Os grupos se replicaram por todo o país e desenvolveram laços estreitos com o governo, tornando-se a base de movimento político de Chávez durante seus 14 anos no poder.

Eles agora irão trabalhar para o sucessor escolhido por Chávez, o então vice-presidente Nicolás Maduro, que é o favorito para vencer o candidato da oposição centrista, Henrique Capriles, em uma eleição presidencial nas próximas semanas.

Maduro vai beneficiar-se da comoção após a morte de Chávez na terça-feira, embora ele não tenha o seu carisma.

A verve de Chávez, seu olhar penetrante, senso de humor e seu estilo muitas vezes antagônico cativaram as massas, mesmo repelindo os ricos.

"Ele era magnético. Vê-lo falar na TV era como assistir a um filme de aventura que se estendia por horas", disse Villamizar.

Ele e sua esposa, Milagros Pérez, eram ativos na esquerda antes do grandiloquente e quixotesco Chávez vencer sua primeira eleição presidencial, em 1998. Seus filhos adultos também são parte dos quadros comunitários. Fotos de Chávez estão penduradas nas paredes da sala de estar, misturadas às da família. Em uma praça próxima, um mural com base na Última Ceia mostra Cristo ladeado por Marx, Chávez, Fidel Castro e Ernesto "Che" Guevara, o médico argentino que se tornou um herói da revolução cubana.

"Para nós, Chávez e Che são o mesmo. E agora, Maduro", disse Alejandro Espinosa, de 60 anos, sentado sob um outro mural.

TÚMULO EM CONSTRUÇÃO

A poucas quadras está um majestoso edifício antigo que já serviu como quartel-general do Exército. Chávez usou o prédio com torres, que fica nas colinas perto do palácio presidencial, como seu centro de comando, quando tentou derrubar o presidente Carlos Andrés Pérez, partidário do livre-mercado, em 1992.

No portão da frente, uma tocha de prata comemora o levante, sob uma placa que diz: "O nascimento da esperança."

No interior, trabalhadores constroem rapidamente um túmulo para Chávez, onde as autoridades prometeram para exibir seu corpo embalsamado "para a eternidade."

O edifício tem vista para as colinas verdejantes de Caracas e um campo de beisebol, esporte favorito de Chávez.

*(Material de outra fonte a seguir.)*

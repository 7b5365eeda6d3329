use axum::{
    extract::{Path, State},
    http::StatusCode,
    routing::get,
    Json, Router,
};
use serde::{Deserialize, Serialize};
use sqlx::{FromRow, PgPool};
use time::{Date, OffsetDateTime};
use tracing::instrument;
use uuid::Uuid;

use crate::auth::ApplicantUser;
use crate::error::{ApiError, ApiResult};
use crate::profile::completion;
use crate::records::require_profile;
use crate::state::AppState;
use crate::validation::check_span;

#[derive(Debug, Clone, Serialize, Deserialize, FromRow)]
pub struct WorkExperience {
    pub id: Uuid,
    #[serde(skip_serializing)]
    pub profile_id: Uuid,
    pub job_title: String,
    pub company_name: String,
    pub employment_type: String,
    pub location: String,
    pub start_date: Date,
    pub end_date: Option<Date>,
    pub is_current: bool,
    pub description: String,
    pub key_achievements: String,
    pub created_at: OffsetDateTime,
}

/// "Jan 2021" style month-year label.
pub(crate) fn month_year(date: Date) -> String {
    const MONTHS: [&str; 12] = [
        "Jan", "Feb", "Mar", "Apr", "May", "Jun", "Jul", "Aug", "Sep", "Oct", "Nov", "Dec",
    ];
    format!("{} {}", MONTHS[date.month() as usize - 1], date.year())
}

impl WorkExperience {
    pub fn duration(&self) -> String {
        if self.is_current {
            format!("{} - Present", month_year(self.start_date))
        } else if let Some(end) = self.end_date {
            format!("{} - {}", month_year(self.start_date), month_year(end))
        } else {
            month_year(self.start_date)
        }
    }

    /// "2y 4m" length of the stint; open stints count up to today.
    pub fn experience_length_on(&self, today: Date) -> String {
        let end = self.end_date.unwrap_or(today);
        let days = (end - self.start_date).whole_days().max(0);
        let years = days / 365;
        let months = (days % 365) / 30;
        if years > 0 {
            format!("{years}y {months}m")
        } else {
            format!("{months}m")
        }
    }
}

#[derive(Debug, Serialize)]
pub struct WorkExperienceView {
    #[serde(flatten)]
    pub record: WorkExperience,
    pub duration: String,
    pub experience_length: String,
}

impl From<WorkExperience> for WorkExperienceView {
    fn from(record: WorkExperience) -> Self {
        let duration = record.duration();
        let today = OffsetDateTime::now_utc().date();
        let experience_length = record.experience_length_on(today);
        Self {
            record,
            duration,
            experience_length,
        }
    }
}

#[derive(Debug, Deserialize)]
pub struct WorkExperiencePayload {
    pub job_title: String,
    pub company_name: String,
    pub employment_type: String,
    #[serde(default)]
    pub location: String,
    pub start_date: Date,
    pub end_date: Option<Date>,
    #[serde(default)]
    pub is_current: bool,
    #[serde(default)]
    pub description: String,
    #[serde(default)]
    pub key_achievements: String,
}

impl WorkExperiencePayload {
    fn validate(&self) -> ApiResult<()> {
        check_span(
            &self.start_date,
            self.end_date.as_ref(),
            self.is_current,
            "end_date",
        )
    }
}

const COLUMNS: &str = r#"
    id, profile_id, job_title, company_name, employment_type, location,
    start_date, end_date, is_current, description, key_achievements, created_at
"#;

pub async fn list_for_profile(
    db: &PgPool,
    profile_id: Uuid,
) -> anyhow::Result<Vec<WorkExperience>> {
    let rows = sqlx::query_as::<_, WorkExperience>(&format!(
        "SELECT {COLUMNS} FROM work_experience WHERE profile_id = $1 ORDER BY start_date DESC"
    ))
    .bind(profile_id)
    .fetch_all(db)
    .await?;
    Ok(rows)
}

async fn find_owned(
    db: &PgPool,
    profile_id: Uuid,
    id: Uuid,
) -> anyhow::Result<Option<WorkExperience>> {
    let row = sqlx::query_as::<_, WorkExperience>(&format!(
        "SELECT {COLUMNS} FROM work_experience WHERE id = $1 AND profile_id = $2"
    ))
    .bind(id)
    .bind(profile_id)
    .fetch_optional(db)
    .await?;
    Ok(row)
}

pub fn router() -> Router<AppState> {
    Router::new()
        .route("/experience", get(list).post(create))
        .route(
            "/experience/:id",
            get(get_one).put(update).delete(delete_one),
        )
}

#[instrument(skip(state))]
async fn list(
    State(state): State<AppState>,
    ApplicantUser(user): ApplicantUser,
) -> ApiResult<Json<Vec<WorkExperienceView>>> {
    let profile_id = require_profile(&state.db, &user).await?;
    let rows = list_for_profile(&state.db, profile_id).await?;
    Ok(Json(rows.into_iter().map(WorkExperienceView::from).collect()))
}

#[instrument(skip(state, payload))]
async fn create(
    State(state): State<AppState>,
    ApplicantUser(user): ApplicantUser,
    Json(payload): Json<WorkExperiencePayload>,
) -> ApiResult<(StatusCode, Json<WorkExperienceView>)> {
    let profile_id = require_profile(&state.db, &user).await?;
    payload.validate()?;

    let row = sqlx::query_as::<_, WorkExperience>(&format!(
        r#"
        INSERT INTO work_experience (profile_id, job_title, company_name,
                                     employment_type, location, start_date,
                                     end_date, is_current, description,
                                     key_achievements)
        VALUES ($1, $2, $3, $4, $5, $6, $7, $8, $9, $10)
        RETURNING {COLUMNS}
        "#
    ))
    .bind(profile_id)
    .bind(&payload.job_title)
    .bind(&payload.company_name)
    .bind(&payload.employment_type)
    .bind(&payload.location)
    .bind(payload.start_date)
    .bind(payload.end_date)
    .bind(payload.is_current)
    .bind(&payload.description)
    .bind(&payload.key_achievements)
    .fetch_one(&state.db)
    .await?;

    completion::recompute(&state.db, profile_id).await?;
    Ok((StatusCode::CREATED, Json(WorkExperienceView::from(row))))
}

#[instrument(skip(state))]
async fn get_one(
    State(state): State<AppState>,
    ApplicantUser(user): ApplicantUser,
    Path(id): Path<Uuid>,
) -> ApiResult<Json<WorkExperienceView>> {
    let profile_id = require_profile(&state.db, &user).await?;
    let row = find_owned(&state.db, profile_id, id)
        .await?
        .ok_or_else(|| ApiError::not_found("Work experience not found"))?;
    Ok(Json(WorkExperienceView::from(row)))
}

#[instrument(skip(state, payload))]
async fn update(
    State(state): State<AppState>,
    ApplicantUser(user): ApplicantUser,
    Path(id): Path<Uuid>,
    Json(payload): Json<WorkExperiencePayload>,
) -> ApiResult<Json<WorkExperienceView>> {
    let profile_id = require_profile(&state.db, &user).await?;
    payload.validate()?;

    find_owned(&state.db, profile_id, id)
        .await?
        .ok_or_else(|| ApiError::not_found("Work experience not found"))?;

    let row = sqlx::query_as::<_, WorkExperience>(&format!(
        r#"
        UPDATE work_experience SET
            job_title = $3, company_name = $4, employment_type = $5,
            location = $6, start_date = $7, end_date = $8, is_current = $9,
            description = $10, key_achievements = $11
        WHERE id = $1 AND profile_id = $2
        RETURNING {COLUMNS}
        "#
    ))
    .bind(id)
    .bind(profile_id)
    .bind(&payload.job_title)
    .bind(&payload.company_name)
    .bind(&payload.employment_type)
    .bind(&payload.location)
    .bind(payload.start_date)
    .bind(payload.end_date)
    .bind(payload.is_current)
    .bind(&payload.description)
    .bind(&payload.key_achievements)
    .fetch_one(&state.db)
    .await?;

    completion::recompute(&state.db, profile_id).await?;
    Ok(Json(WorkExperienceView::from(row)))
}

#[instrument(skip(state))]
async fn delete_one(
    State(state): State<AppState>,
    ApplicantUser(user): ApplicantUser,
    Path(id): Path<Uuid>,
) -> ApiResult<StatusCode> {
    let profile_id = require_profile(&state.db, &user).await?;
    let result = sqlx::query("DELETE FROM work_experience WHERE id = $1 AND profile_id = $2")
        .bind(id)
        .bind(profile_id)
        .execute(&state.db)
        .await?;
    if result.rows_affected() == 0 {
        return Err(ApiError::not_found("Work experience not found"));
    }
    completion::recompute(&state.db, profile_id).await?;
    Ok(StatusCode::NO_CONTENT)
}

#[cfg(test)]
mod tests {
    use super::*;
    use time::macros::date;

    fn record() -> WorkExperience {
        WorkExperience {
            id: Uuid::new_v4(),
            profile_id: Uuid::new_v4(),
            job_title: "Engineer".into(),
            company_name: "Acme".into(),
            employment_type: "full_time".into(),
            location: "Pune".into(),
            start_date: date!(2021 - 03 - 01),
            end_date: Some(date!(2023 - 07 - 15)),
            is_current: false,
            description: String::new(),
            key_achievements: String::new(),
            created_at: OffsetDateTime::now_utc(),
        }
    }

    #[test]
    fn duration_uses_month_year_labels() {
        let mut r = record();
        assert_eq!(r.duration(), "Mar 2021 - Jul 2023");
        r.is_current = true;
        r.end_date = None;
        assert_eq!(r.duration(), "Mar 2021 - Present");
    }

    #[test]
    fn experience_length_counts_years_and_months() {
        let r = record();
        assert_eq!(r.experience_length_on(date!(2024 - 01 - 01)), "2y 4m");
    }

    #[test]
    fn open_stint_counts_up_to_today() {
        let mut r = record();
        r.end_date = None;
        r.is_current = true;
        assert_eq!(r.experience_length_on(date!(2021 - 08 - 01)), "5m");
    }

    #[test]
    fn current_job_must_not_have_end_date() {
        let p = WorkExperiencePayload {
            job_title: "Engineer".into(),
            company_name: "Acme".into(),
            employment_type: "full_time".into(),
            location: String::new(),
            start_date: date!(2021 - 03 - 01),
            end_date: Some(date!(2023 - 07 - 15)),
            is_current: true,
            description: String::new(),
            key_achievements: String::new(),
        };
        assert!(p.validate().is_err());
    }

    #[test]
    fn start_after_end_is_rejected() {
        let p = WorkExperiencePayload {
            job_title: "Engineer".into(),
            company_name: "Acme".into(),
            employment_type: "full_time".into(),
            location: String::new(),
            start_date: date!(2024 - 01 - 01),
            end_date: Some(date!(2023 - 01 - 01)),
            is_current: false,
            description: String::new(),
            key_achievements: String::new(),
        };
        assert!(p.validate().is_err());
    }
}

Na Estrada que leva ao túmulo de Chávez, Nelson Santana, 60, estava pintando frases em uma parede em letras vermelhas, onde se lia "Até sempre comandante" e "Chávez vive!" "Estamos muito felizes que ele esteja de volta para um bairro combativo como este. Ele estará conosco em nossas ações", disse ele. "Eu o sinto aqui comigo enquanto estou pintando. Chávez não morreu em 5 de março. Ele se multiplicou um milhão de vezes."